Classic-type PTC was significantly associated with BRAF mutation (P < .001) vs follicular variant and other, less common subtypes. Follicular variant was a predictor of negative status (OR, 0.1; 95% CI, 0.1-0.4). When examining patients with classic-type PTC in our population, smaller tumor size was the only clinicopathologic feature significantly associated with BRAF V600E mutation (Table 4). There was no correlation between BRAF mutation and tumor size (P = .15).
The BRAF mutation-positive group had a significant association with tumor margin positivity (P = .03) and a trend toward increased extrathyroidal extension (P = .06). In multivariate models, these were not significantly associated with BRAF status. There was no significant association between tumor multicentricity (P = .59) or lymphovascular invasion with BRAF V600E mutation (P = .27 and P = .64, respectively).

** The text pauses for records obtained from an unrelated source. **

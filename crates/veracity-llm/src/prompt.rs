//! Prompt templates for the two service requests

use crate::LlmError;
use serde::Serialize;
use veracity_domain::Claim;

/// `{"claims": [...]}` with each claim's fields in declared order
#[derive(Serialize)]
struct ClaimsPayload<'a> {
    claims: &'a [Claim],
}

/// Build the claim extraction prompt, embedding `content` verbatim
pub fn build_extraction_prompt(content: &str) -> String {
    let mut prompt = String::with_capacity(
        EXTRACTION_INSTRUCTIONS.len() + content.len() + EXTRACTION_FORMAT.len() + 32,
    );

    prompt.push_str(EXTRACTION_INSTRUCTIONS);
    prompt.push_str("\n\nCONTENT:\n");
    prompt.push_str(content);
    prompt.push_str("\n\n");
    prompt.push_str(EXTRACTION_FORMAT);

    prompt
}

/// Build the verification prompt, embedding the claim list as JSON
///
/// The claims are wrapped as `{"claims": [...]}`, the same shape the
/// extraction stage was asked to return.
pub fn build_verification_prompt(claims: &[Claim]) -> Result<String, LlmError> {
    let payload = serde_json::to_string(&ClaimsPayload { claims })
        .map_err(|e| LlmError::Serialization(e.to_string()))?;

    let mut prompt = String::new();
    prompt.push_str(VERIFICATION_INSTRUCTIONS);
    prompt.push_str("\n\nCLAIMS TO CHECK:\n");
    prompt.push_str(&payload);
    prompt.push_str("\n\n");
    prompt.push_str(VERIFICATION_FORMAT);

    Ok(prompt)
}

const EXTRACTION_INSTRUCTIONS: &str = r#"You are an expert at identifying factual claims in text. Extract the key factual claims from the content below that should be fact-checked.

TASK:
1. Read the entire content.
2. Identify the most important claims that could be verified or disputed: statistics, historical events, scientific statements, attributions.
3. Prefer substantive claims that are central to the content's argument.
4. Ignore opinions, subjective statements and rhetorical questions.
5. Return between 5 and 10 of the most significant claims.
6. Extract only the claim itself, not the surrounding context.
7. Each claim must stand alone with enough context to be checked."#;

const EXTRACTION_FORMAT: &str = r#"OUTPUT FORMAT:
Return a JSON object with exactly this structure:
{
  "claims": [
    {
      "claim_id": 1,
      "claim": "The exact claim text as presented in the content"
    },
    {
      "claim_id": 2,
      "claim": "Another specific factual claim"
    }
  ]
}"#;

const VERIFICATION_INSTRUCTIONS: &str = r#"You are an expert fact-checker with access to current information via web search. Fact-check each claim rigorously and explain your verdict with reliable sources.

TASK:
1. Research each claim using your web search capability.
2. Decide whether each claim is TRUE or FALSE. Do not use "partially true".
3. Give a 2-3 sentence explanation grounded in the evidence you found.
4. Cite the specific, reliable source you used for each claim.
5. Be balanced and objective."#;

const VERIFICATION_FORMAT: &str = r#"CRITICAL INSTRUCTIONS:
- Respond ONLY with a valid JSON object in the exact format below.
- Do not include any text before or after the JSON.
- "verified" must be a boolean (true or false).

OUTPUT FORMAT:
{
  "fact_checks": [
    {
      "claim_id": 1,
      "claim": "The exact claim text",
      "verified": true,
      "explanation": "Why the claim is true, with specific details from your research",
      "source": "Specific source"
    },
    {
      "claim_id": 2,
      "claim": "Another claim text",
      "verified": false,
      "explanation": "Why the claim is false",
      "source": "Source"
    }
  ]
}"#;
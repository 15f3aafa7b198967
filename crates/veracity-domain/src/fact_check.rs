//! Fact-check records and the tri-state verdict

use serde::{Deserialize, Serialize};
use std::fmt;

/// Source recorded when the verification service cites none
pub const DEFAULT_SOURCE: &str = "Not specified";

/// Tri-state classification of a claim's accuracy
///
/// On the wire a verdict is `true`, `false` or `null` (unknown).
#[derive(Debug, Clone, Copy, PartialEq, Eq, Hash, Serialize, Deserialize)]
#[serde(from = "Option<bool>", into = "Option<bool>")]
pub enum Verdict {
    /// The claim was judged accurate
    True,

    /// The claim was judged inaccurate
    False,

    /// The service's answer could not be classified
    Unknown,
}

impl Verdict {
    /// Get the verdict name as a string
    pub fn as_str(&self) -> &'static str {
        match self {
            Verdict::True => "true",
            Verdict::False => "false",
            Verdict::Unknown => "unknown",
        }
    }

    /// Parse a verdict from a string
    ///
    /// Accepts the spellings models tend to produce in place of a boolean.
    pub fn parse(s: &str) -> Option<Self> {
        match s.trim().to_lowercase().as_str() {
            "true" | "yes" | "verified" | "correct" | "accurate" => Some(Verdict::True),
            "false" | "no" | "not verified" | "incorrect" | "inaccurate" => Some(Verdict::False),
            "unknown" | "unverified" | "unclear" | "null" | "none" => Some(Verdict::Unknown),
            _ => None,
        }
    }
}

impl From<bool> for Verdict {
    fn from(value: bool) -> Self {
        if value {
            Verdict::True
        } else {
            Verdict::False
        }
    }
}

impl From<Option<bool>> for Verdict {
    fn from(value: Option<bool>) -> Self {
        value.map(Verdict::from).unwrap_or(Verdict::Unknown)
    }
}

impl From<Verdict> for Option<bool> {
    fn from(value: Verdict) -> Self {
        match value {
            Verdict::True => Some(true),
            Verdict::False => Some(false),
            Verdict::Unknown => None,
        }
    }
}

impl std::str::FromStr for Verdict {
    type Err = String;

    fn from_str(s: &str) -> Result<Self, Self::Err> {
        Self::parse(s).ok_or_else(|| format!("Invalid verdict: {}", s))
    }
}

impl fmt::Display for Verdict {
    fn fmt(&self, f: &mut fmt::Formatter<'_>) -> fmt::Result {
        f.write_str(self.as_str())
    }
}

/// The verdict, explanation and source attached to one claim
///
/// `claim_id` should match a [`Claim::id`](crate::Claim) from the same
/// session but is advisory: the verification service may renumber or drop
/// claims, and nothing corrects that.
#[derive(Debug, Clone, PartialEq, Eq, Serialize, Deserialize)]
pub struct FactCheckResult {
    /// Identifier of the claim this record judges
    pub claim_id: u32,

    /// Claim text as echoed by the verification service
    #[serde(rename = "claim")]
    pub claim_text: String,

    /// Verdict
    pub verified: Verdict,

    /// Evidence-backed explanation
    pub explanation: String,

    /// Cited source, or [`DEFAULT_SOURCE`]
    pub source: String,
}

impl FactCheckResult {
    /// Create a record, substituting [`DEFAULT_SOURCE`] for a blank source
    pub fn new(
        claim_id: u32,
        claim_text: impl Into<String>,
        verified: Verdict,
        explanation: impl Into<String>,
        source: impl Into<String>,
    ) -> Self {
        let source = source.into();
        let source = if source.trim().is_empty() {
            DEFAULT_SOURCE.to_string()
        } else {
            source.trim().to_string()
        };

        Self {
            claim_id,
            claim_text: claim_text.into(),
            verified,
            explanation: explanation.into(),
            source,
        }
    }
}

BRAF status had no association with central neck dissection (P = .72) or with positive central compartment lymph nodes (P = .63). Lymph node metastasis was significantly associated with BRAF mutation (P = .002). This association did not remain significant in multivariate analysis (OR, 1.4; 95% CI, 0.7-2.6). There was no significant relationship with BRAF status and extranodal extension (P = .32). There was no significant association between distant metastasis or advanced-stage disease (stage III and IV) and BRAF positivity.
The significance of BRAF mutation in the management of PTC remains unclear. Several articles have shown a significant association between poor prognostic variables and BRAF status,5-12 but the results are inconsistent with some studies showing a lack thereof.13-17 Despite this, 2 recent meta-analyses2,19 that showed an overall relationship between BRAF mutation and high-risk features concluded that steps should be taken to modify initial treatments in BRAF-positive patients with PTC.
Given this controversy, the purpose of our study was to provide a large, single-institution sampling to evaluate the association of BRAF mutation and poor prognostic variables in PTC. To our knowledge, this is the largest US study examining this relationship. Our results showed a lack of association between BRAF mutation status and most clinicopathologic risk factors studied. Only male sex, increased rate of total thyroidectomy, and classic-type PTC were significantly associated with positive BRAF status on multivariate analysis.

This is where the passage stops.